ただ、今の私はこの一年での成長を実感しています。聖闘士ではないですが「同じ技は喰らわん」と言う気持ちです。

2024年をどう生き残るか?

今年、まともにビジネスをしなかった反省や因果応報はそれなりにあるのですが、私が残りの人生を絵描きとして生きるためには、この修行期間はどうしても避けられなかったと思います。
それくらい私は普通に絵を描いても才能の芽はないですし、絵を描かない人生の方が悲惨だと思うので、何とかしがみつく以外の道がないからです。
これから20年30年、生存戦略を逆算して考えた時に、2.3年のスパンで考えていたらたぶん持たないと思いました。だから1年や2年は犠牲にしても、地盤固めの前の基礎を何とかしなければと考えました。
自称プロでありながら、勉強段階に戻ったことが心苦しいのは確かですが、やはり日本はコロナ禍を境に世の中の状況も変わってしまいました。

2024年は、さらに人類史に残るパラダイムシフトが加速すると思います。その中で、エンタメの本質的な脆さや底力が見えてくるはずです。
私はそんな過酷な世界を渡っていこうというのですから、生半可な考えではすぐに溺れます。だからこそ思想や方針を確立し、自分だけの武器を見つける必要がありました。
今の私にはそれがある、と断言できます。
王道のセオリーは確かにあるのですが、私の思想に合うクレバーなやり方が別にあるはずで、その糸口はオウンドメディアの確立ではないかな、というのが私の結論です。
ですから、これからとりあえずそれを実践してみて考える、という風に考えています。
2023年は言ってみれば理論の確立のために費やした一年であり、来年は実践の年にしたいです。そのためには、基本を甘く見ないことだな、というのが今年最大の教訓です。

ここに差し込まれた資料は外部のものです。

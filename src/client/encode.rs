//! Key/value payload encoding.
//!
//! Both request directions carry the same wire shape: ordered `key=value`
//! pairs joined by `&`, with no trailing separator. A GET appends it to the
//! path as a query string; a POST sends it as a form-url-encoded body.

/// Content type declared on POST bodies.
pub const FORM_CONTENT_TYPE: &str = "application/x-www-form-urlencoded";

/// Encode ordered pairs as `k1=v1&k2=v2`.
///
/// Pair order is preserved; an empty slice encodes to an empty string.
pub fn encode_params(params: &[(&str, &str)]) -> String {
    params
        .iter()
        .map(|(key, value)| format!("{}={}", key, value))
        .collect::<Vec<_>>()
        .join("&")
}

/// Decode `k1=v1&k2=v2` back into ordered pairs.
///
/// A pair without `=` decodes to an empty value; empty segments are skipped.
pub fn decode_params(encoded: &str) -> Vec<(String, String)> {
    encoded
        .split('&')
        .filter(|segment| !segment.is_empty())
        .map(|segment| match segment.split_once('=') {
            Some((key, value)) => (key.to_string(), value.to_string()),
            None => (segment.to_string(), String::new()),
        })
        .collect()
}
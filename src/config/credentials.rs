//! Network credentials.
//!
//! A device ships with an ordered list of known networks it may join or host.
//! List order encodes priority: index 0 is tried first and doubles as the
//! identity to advertise when hosting.
//!
//! # Example
//!
//! ```
//! use fleetlink::config::{Credential, CredentialStore};
//!
//! let store = CredentialStore::new(vec![
//!     Credential::new("FleetNet", "Fl33tNet!").unwrap(),
//!     Credential::new("Workshop", "workshop1234").unwrap(),
//! ]);
//! assert_eq!(store.first().unwrap().name(), "FleetNet");
//! ```

use std::fmt;
use zeroize::{Zeroize, ZeroizeOnDrop};

/// Maximum network name length per IEEE 802.11 standard.
pub const MAX_NAME_LEN: usize = 32;

/// Maximum shared secret length for WPA2.
pub const MAX_SECRET_LEN: usize = 64;

/// Minimum shared secret length for WPA2.
pub const MIN_SECRET_LEN: usize = 8;

/// One known network: a name and a WPA2-style shared secret.
///
/// Immutable once constructed. Identity is the name. The secret is wiped from
/// memory when the credential is dropped.
#[derive(Clone, PartialEq, Eq, Zeroize, ZeroizeOnDrop)]
pub struct Credential {
    name: String,
    secret: String,
}

impl Credential {
    /// Create a new credential.
    ///
    /// Returns an error if the name or secret are invalid.
    pub fn new(name: impl Into<String>, secret: impl Into<String>) -> Result<Self, ConfigError> {
        let credential = Self {
            name: name.into(),
            secret: secret.into(),
        };
        credential.validate()?;
        Ok(credential)
    }

    /// Create a credential for an open network (no secret).
    pub fn open(name: impl Into<String>) -> Result<Self, ConfigError> {
        Self::new(name, String::new())
    }

    /// Network name (SSID).
    pub fn name(&self) -> &str {
        &self.name
    }

    /// Shared secret. Empty for open networks.
    pub fn secret(&self) -> &str {
        &self.secret
    }

    /// Check if this is an open network (no secret).
    pub fn is_open(&self) -> bool {
        self.secret.is_empty()
    }

    fn validate(&self) -> Result<(), ConfigError> {
        if self.name.is_empty() {
            return Err(ConfigError::NameEmpty);
        }
        if self.name.len() > MAX_NAME_LEN {
            return Err(ConfigError::NameTooLong {
                len: self.name.len(),
                max: MAX_NAME_LEN,
            });
        }

        // An empty secret is OK for open networks
        if !self.secret.is_empty() && self.secret.len() < MIN_SECRET_LEN {
            return Err(ConfigError::SecretTooShort {
                len: self.secret.len(),
                min: MIN_SECRET_LEN,
            });
        }
        if self.secret.len() > MAX_SECRET_LEN {
            return Err(ConfigError::SecretTooLong {
                len: self.secret.len(),
                max: MAX_SECRET_LEN,
            });
        }

        Ok(())
    }
}

impl fmt::Debug for Credential {
    fn fmt(&self, f: &mut fmt::Formatter<'_>) -> fmt::Result {
        // Keep secrets out of logs
        f.debug_struct("Credential")
            .field("name", &self.name)
            .field("secret", &"<redacted>")
            .finish()
    }
}

/// Ordered list of known networks, highest priority first.
///
/// The store is loaded once at initialization and not modified afterwards.
#[derive(Debug, Clone, Default)]
pub struct CredentialStore {
    entries: Vec<Credential>,
}

impl CredentialStore {
    /// Create a store from an ordered list. Index 0 is the highest priority.
    pub fn new(entries: Vec<Credential>) -> Self {
        Self { entries }
    }

    /// Create an empty store. Selection against it always fails.
    pub fn empty() -> Self {
        Self::default()
    }

    /// Number of entries.
    pub fn len(&self) -> usize {
        self.entries.len()
    }

    /// Whether the store holds no credentials.
    pub fn is_empty(&self) -> bool {
        self.entries.is_empty()
    }

    /// Iterate entries in priority order.
    pub fn iter(&self) -> impl Iterator<Item = &Credential> {
        self.entries.iter()
    }

    /// The highest-priority entry, used as the host-mode fallback identity.
    pub fn first(&self) -> Option<&Credential> {
        self.entries.first()
    }

    /// Look up a credential by network name.
    pub fn lookup(&self, name: &str) -> Option<&Credential> {
        self.entries.iter().find(|c| c.name() == name)
    }
}

/// Errors that can occur while loading configuration.
#[derive(Debug, Clone, PartialEq, Eq)]
pub enum ConfigError {
    /// Network name is empty.
    NameEmpty,
    /// Network name exceeds maximum length.
    NameTooLong { len: usize, max: usize },
    /// Shared secret is too short for WPA2.
    SecretTooShort { len: usize, min: usize },
    /// Shared secret exceeds maximum length.
    SecretTooLong { len: usize, max: usize },
}

impl fmt::Display for ConfigError {
    fn fmt(&self, f: &mut fmt::Formatter<'_>) -> fmt::Result {
        match self {
            Self::NameEmpty => write!(f, "network name cannot be empty"),
            Self::NameTooLong { len, max } => {
                write!(f, "network name too long: {} bytes (max {})", len, max)
            }
            Self::SecretTooShort { len, min } => {
                write!(f, "shared secret too short: {} bytes (min {})", len, min)
            }
            Self::SecretTooLong { len, max } => {
                write!(f, "shared secret too long: {} bytes (max {})", len, max)
            }
        }
    }
}

impl std::error::Error for ConfigError {}

#[cfg(test)]
mod tests {
    use super::*;

    // ==================== Credential Tests ====================

    #[test]
    fn test_valid_credential() {
        let credential = Credential::new("FleetNet", "password123").unwrap();
        assert_eq!(credential.name(), "FleetNet");
        assert_eq!(credential.secret(), "password123");
        assert!(!credential.is_open());
    }

    #[test]
    fn test_open_network() {
        let credential = Credential::open("OpenNet").unwrap();
        assert!(credential.is_open());
        assert_eq!(credential.secret(), "");
    }

    #[test]
    fn test_empty_name() {
        let result = Credential::new("", "password123");
        assert_eq!(result, Err(ConfigError::NameEmpty));
    }

    #[test]
    fn test_name_too_long() {
        let long_name = "a".repeat(33);
        let result = Credential::new(long_name, "password123");
        assert!(matches!(result, Err(ConfigError::NameTooLong { .. })));
    }

    #[test]
    fn test_name_max_length() {
        let max_name = "a".repeat(32);
        assert!(Credential::new(max_name, "password123").is_ok());
    }

    #[test]
    fn test_secret_too_short() {
        let result = Credential::new("FleetNet", "short");
        assert!(matches!(result, Err(ConfigError::SecretTooShort { .. })));
    }

    #[test]
    fn test_secret_min_length() {
        assert!(Credential::new("FleetNet", "12345678").is_ok());
    }

    #[test]
    fn test_secret_too_long() {
        let long_secret = "a".repeat(65);
        let result = Credential::new("FleetNet", long_secret);
        assert!(matches!(result, Err(ConfigError::SecretTooLong { .. })));
    }

    #[test]
    fn test_debug_redacts_secret() {
        let credential = Credential::new("FleetNet", "password123").unwrap();
        let debug_str = format!("{:?}", credential);
        assert!(debug_str.contains("FleetNet"));
        assert!(!debug_str.contains("password123"));
    }

    // ==================== CredentialStore Tests ====================

    #[test]
    fn test_store_priority_order() {
        let store = CredentialStore::new(vec![
            Credential::new("First", "password1").unwrap(),
            Credential::new("Second", "password2").unwrap(),
        ]);
        assert_eq!(store.len(), 2);
        assert_eq!(store.first().unwrap().name(), "First");

        let names: Vec<&str> = store.iter().map(|c| c.name()).collect();
        assert_eq!(names, vec!["First", "Second"]);
    }

    #[test]
    fn test_store_lookup() {
        let store = CredentialStore::new(vec![
            Credential::new("First", "password1").unwrap(),
            Credential::new("Second", "password2").unwrap(),
        ]);
        assert_eq!(store.lookup("Second").unwrap().secret(), "password2");
        assert!(store.lookup("Missing").is_none());
    }

    #[test]
    fn test_empty_store() {
        let store = CredentialStore::empty();
        assert!(store.is_empty());
        assert!(store.first().is_none());
    }
}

なんか本当に、今年は自律神経をずっと患ってて苦しかったですし、中学時代を一年に凝縮したくらいの精神的変動がありました。精神と時の部屋にでもいるんじゃないかというくらい長かったです。
来年は楽をしたいとは思いませんが、やはり何とか跳ねたいところです。別に評価はなくてもいいですが、自分の頑張りを認めてほしいというのは、決して煩悩ではないと思います。
今から始める色々なことにワクワクしています。結果が全てではないと思いますし、それでも結果はなくてはなりませんし、どう転がるかに今年一年の成果が出るのかもしれません。